21 Apr 2011
Psychologists have posited numerous psychological traits and described causal roles they ought to play in determining human behavior. Most often, the canonical measure of a trait is a questionnaire. Investigators obtain this measure for some people and analyze how their scores predict some outcomes of interest. For example, many people have been interested in how psychological traits affect persuasion processes. Traits like need for cognition (NFC) have been posited and questionnaire items developed to measure them. Among other things, NFC affects how people respond to messages with arguments for varying quality.
How useful are these traits for explanation, prediction, and adaptive interaction? I can’t address all of this here, but I want to sketch an argument for their irrelevance to adaptive interaction — and then offer a tentative rejoinder.

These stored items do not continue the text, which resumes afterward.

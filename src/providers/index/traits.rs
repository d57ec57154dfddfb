//! Vector index trait.

use async_trait::async_trait;
use thiserror::Error;

use crate::domain::{EmbeddingVector, SearchMatch, VectorRecord};

/// Errors that can occur when talking to a vector index.
#[derive(Debug, Error)]
pub enum IndexError {
    #[error("HTTP request failed: {0}")]
    HttpError(#[from] reqwest::Error),

    #[error("API error: {status} - {message}")]
    ApiError { status: u16, message: String },

    #[error("Invalid response format: {0}")]
    InvalidResponse(String),

    #[error("Authentication failed: {0}")]
    AuthenticationError(String),

    #[error("Dimension mismatch: index holds {expected}, got {actual}")]
    DimensionMismatch { expected: usize, actual: usize },

    #[error("Invalid index configuration: {0}")]
    InvalidConfig(String),
}

/// Result type for index operations.
pub type IndexResult<T> = Result<T, IndexError>;

/// Trait for nearest-neighbor vector indexes.
#[async_trait]
pub trait VectorIndex: Send + Sync {
    /// Returns the backend name (e.g., "pinecone", "memory").
    fn name(&self) -> &str;

    /// Returns up to `top_k` matches, highest similarity first, with metadata.
    async fn query(&self, vector: &EmbeddingVector, top_k: usize)
        -> IndexResult<Vec<SearchMatch>>;

    /// Inserts or replaces records, returning how many were written.
    async fn upsert(&self, records: &[VectorRecord]) -> IndexResult<usize>;
}
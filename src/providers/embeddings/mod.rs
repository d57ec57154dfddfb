//! Text embedding providers.
//!
//! Embeddings turn press releases and articles into points in the same
//! vector space so they can be compared by the index.

mod pinecone;
mod traits;

pub use pinecone::{PineconeEmbedder, DEFAULT_EMBEDDING_MODEL};
pub use traits::{EmbeddingError, EmbeddingProvider, EmbeddingResult, InputType};
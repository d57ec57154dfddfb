//! Database query modules for CRUD operations.
//!
//! Each module provides synchronous functions over a borrowed connection;
//! callers run them through [`Database::with_conn`](super::Database::with_conn).

pub mod articles;
pub mod press_releases;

Interactive technologies can tailor their messages to the tastes and susceptibilities of the people interacting with and through them. It might seem that these traits should figure in the statistical models used to make these adaptive selections. After all, some of the possible messages fit for, e.g., coaching a person to meet their exercise goals are more likely to be effective for low NFC people than high NFC people, and vice versa. However, the standard questionnaire measures of NFC cannot often be obtained for most users — certainly not in commerce settings, and even people signing up for a mobile coaching service likely don’t want to answer pages of questions. On the other hand, some Internet and mobile services have other abundant data available about their users, which could perhaps be used to construct an alternative measure of these traits. The trait-based-adaptation recipe is:
- obtain the questionnaire measure of the trait for a sample,
- predict this measure with data available for many individuals (e.g., log data),
- use this model to construct a measure for out-of-sample individuals.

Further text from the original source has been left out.